Researchers at the University of Geneva Switzerland have used NASA's Hubble telescope to find an exoplanet that's evaporating. The exoplanet, GJ 3470b, shows signs of losing hydrogen in its atmosphere, causing it to shrink. USA Today reports: The study is part of exploration into "hot Neptunes," planets that are the size of Neptune, sit very close to their star, and have atmospheres as hot at 1,700 degrees Fahrenheit, says NASA. Finding a "hot Neptune" is rare because they sit so close to their star and tend to evaporate more quickly. In the case of GJ 3470b, scientists classify it as a "warmer" Neptune because it sits farther away from its star.
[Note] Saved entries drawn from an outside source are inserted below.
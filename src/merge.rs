//! Normalizing and merging the three record streams
//!
//! Records are keyed by [`IdentityKey`]. When two records share a key the more
//! complete one wins; equal completeness falls back to the source priority of
//! the [`MergePolicy`]. Output order is date, then title.

use crate::error::{Result, WrapupError};
use crate::record::{normalize_title, title_similarity, Category, HistoryRecord, IdentityKey, Source};
use crate::stats::Aggregates;
use serde::{Deserialize, Serialize};
use std::cmp::Ordering;
use std::collections::btree_map::Entry;
use std::collections::BTreeMap;
use std::str::FromStr;

/// Minimum [`title_similarity`] for a Goodreads book to enrich a checkout
/// whose normalized title differs
pub const FUZZY_TITLE_CUTOFF: f64 = 0.9;

/// Tie-break order between sources, highest priority first
#[derive(Debug, Clone, PartialEq, Eq)]
pub struct MergePolicy {
    priority: Vec<Source>,
}

impl Default for MergePolicy {
    /// scraped > goodreads > strava
    fn default() -> Self {
        Self { priority: Source::ALL.to_vec() }
    }
}

impl MergePolicy {
    /// Sources left out of `priority` rank after the listed ones, in default order
    pub fn new(priority: Vec<Source>) -> Result<Self> {
        let mut ordered: Vec<Source> = Vec::with_capacity(Source::ALL.len());
        for source in priority {
            if ordered.contains(&source) {
                return Err(WrapupError::Config(format!("source '{}' listed twice in merge priority", source)));
            }
            ordered.push(source);
        }
        for source in Source::ALL {
            if !ordered.contains(&source) {
                ordered.push(source);
            }
        }
        Ok(Self { priority: ordered })
    }

    pub fn priority(&self) -> &[Source] {
        &self.priority
    }

    fn rank(&self, source: Source) -> usize {
        self.priority.iter().position(|s| *s == source).unwrap_or(self.priority.len())
    }

    /// Whether `candidate` should replace `current` for the same identity
    pub fn prefers(&self, candidate: &HistoryRecord, current: &HistoryRecord) -> bool {
        match candidate.completeness().cmp(&current.completeness()) {
            Ordering::Greater => true,
            Ordering::Less => false,
            Ordering::Equal => self.rank(candidate.source) < self.rank(current.source),
        }
    }
}

impl FromStr for MergePolicy {
    type Err = WrapupError;

    /// Comma-separated source names, e.g. `goodreads,scraped,strava`
    fn from_str(s: &str) -> Result<Self> {
        let priority = s
            .split(',')
            .filter(|part| !part.trim().is_empty())
            .map(|part| part.parse::<Source>().map_err(WrapupError::Config))
            .collect::<Result<Vec<_>>>()?;
        Self::new(priority)
    }
}

/// De-duplicated records plus their aggregates; read-only once built
#[derive(Debug, Clone, PartialEq, Serialize, Deserialize)]
pub struct MergedDataset {
    records: Vec<HistoryRecord>,
    aggregates: Aggregates,
}

impl MergedDataset {
    /// Sort `records` into snapshot order and compute aggregates.
    ///
    /// Callers are expected to pass de-duplicated records; use [`Merger`].
    pub fn from_records(mut records: Vec<HistoryRecord>) -> Self {
        records.sort_by(snapshot_order);
        let aggregates = Aggregates::compute(&records);
        Self { records, aggregates }
    }

    pub fn records(&self) -> &[HistoryRecord] {
        &self.records
    }

    pub fn aggregates(&self) -> &Aggregates {
        &self.aggregates
    }

    pub fn len(&self) -> usize {
        self.records.len()
    }

    pub fn is_empty(&self) -> bool {
        self.records.is_empty()
    }
}

fn snapshot_order(a: &HistoryRecord, b: &HistoryRecord) -> Ordering {
    a.date
        .cmp(&b.date)
        .then_with(|| a.item_title.cmp(&b.item_title))
        .then_with(|| a.category.cmp(&b.category))
        .then_with(|| a.source.cmp(&b.source))
}

#[derive(Debug, Clone, Default)]
pub struct Merger {
    policy: MergePolicy,
}

impl Merger {
    pub fn new(policy: MergePolicy) -> Self {
        Self { policy }
    }

    pub fn policy(&self) -> &MergePolicy {
        &self.policy
    }

    /// Merge the scraped history with both exports
    pub fn merge(
        &self,
        scraped: Vec<HistoryRecord>,
        goodreads: Vec<HistoryRecord>,
        strava: Vec<HistoryRecord>,
    ) -> MergedDataset {
        self.merge_all(scraped.into_iter().chain(goodreads).chain(strava).collect())
    }

    /// Merge any mix of records
    pub fn merge_all(&self, inputs: Vec<HistoryRecord>) -> MergedDataset {
        let donors = Self::rating_donors(&inputs);

        let mut winners: BTreeMap<IdentityKey, HistoryRecord> = BTreeMap::new();
        let total = inputs.len();
        for record in inputs {
            match winners.entry(record.identity()) {
                Entry::Vacant(slot) => {
                    slot.insert(record);
                }
                Entry::Occupied(mut slot) => {
                    if self.policy.prefers(&record, slot.get()) {
                        slot.insert(record);
                    }
                }
            }
        }

        let records: Vec<HistoryRecord> = winners
            .into_values()
            .map(|record| {
                if record.source != Source::Scraped || record.category != Category::Book {
                    return record;
                }
                match find_donor(&donors, &normalize_title(&record.item_title)) {
                    Some(donor) => enrich(record, donor),
                    None => record,
                }
            })
            .collect();

        log::info!("Merged {} input records into {} unique records", total, records.len());
        MergedDataset::from_records(records)
    }

    /// The most complete Goodreads book per normalized title
    fn rating_donors(inputs: &[HistoryRecord]) -> BTreeMap<String, HistoryRecord> {
        let mut donors: BTreeMap<String, HistoryRecord> = BTreeMap::new();
        for record in inputs.iter().filter(|r| r.source == Source::Goodreads && r.category == Category::Book) {
            match donors.entry(normalize_title(&record.item_title)) {
                Entry::Vacant(slot) => {
                    slot.insert(record.clone());
                }
                Entry::Occupied(mut slot) => {
                    if record.completeness() > slot.get().completeness() {
                        slot.insert(record.clone());
                    }
                }
            }
        }
        donors
    }
}

/// Exact normalized title first, then the closest title above the cutoff.
/// Ties keep the alphabetically first title.
fn find_donor<'a>(donors: &'a BTreeMap<String, HistoryRecord>, title: &str) -> Option<&'a HistoryRecord> {
    if let Some(donor) = donors.get(title) {
        return Some(donor);
    }

    let mut best: Option<(f64, &HistoryRecord)> = None;
    for (candidate, donor) in donors {
        let score = title_similarity(title, candidate);
        if score >= FUZZY_TITLE_CUTOFF && best.is_none_or(|(top, _)| score > top) {
            best = Some((score, donor));
        }
    }
    if let Some((score, donor)) = best {
        log::debug!("Matched '{}' to '{}' ({:.2})", title, donor.item_title, score);
    }
    best.map(|(_, donor)| donor)
}

/// A copy of `record` with the gaps filled from `donor`
fn enrich(record: HistoryRecord, donor: &HistoryRecord) -> HistoryRecord {
    let author = record.author.clone().or_else(|| donor.author.clone());
    let rating = record.rating.or(donor.rating);
    let pages = record.pages.or(donor.pages);

    record.with_author(author).with_rating(rating).with_pages(pages)
}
The exoplanet discovered by astronauts is losing its atmosphere at a rate 100 times faster than a previous "warmer" Neptune planet discovered a few years before, according to a study published Thursday in the journal "Astronomy & Astrophysics." The planet sits 3.7 million miles from its star. For comparison, Earth is 92.9 million miles from the sun. Researchers say these "hot Neptune" planets shrink in size and morph into "Super Earths," versions of our planet that are massive and more rocky.

8 of 47 comments (clear)

  1. Fahrenheit degrees by blindvic · · Score: 3, Funny

    > as hot at 1,700 degrees Fahrenheit Are the still using Fahrenheit degrees in scientific domains?

    1. Re:Fahrenheit degrees by CrimsonAvenger · · Score: 4, Funny

      Are the still using Fahrenheit degrees in scientific domains?

      USA Today. It's about as scientific a domain as the The Times of London or Der Tagesspiegel.

      Your point was? I mean other, than trying to look smarter than you are....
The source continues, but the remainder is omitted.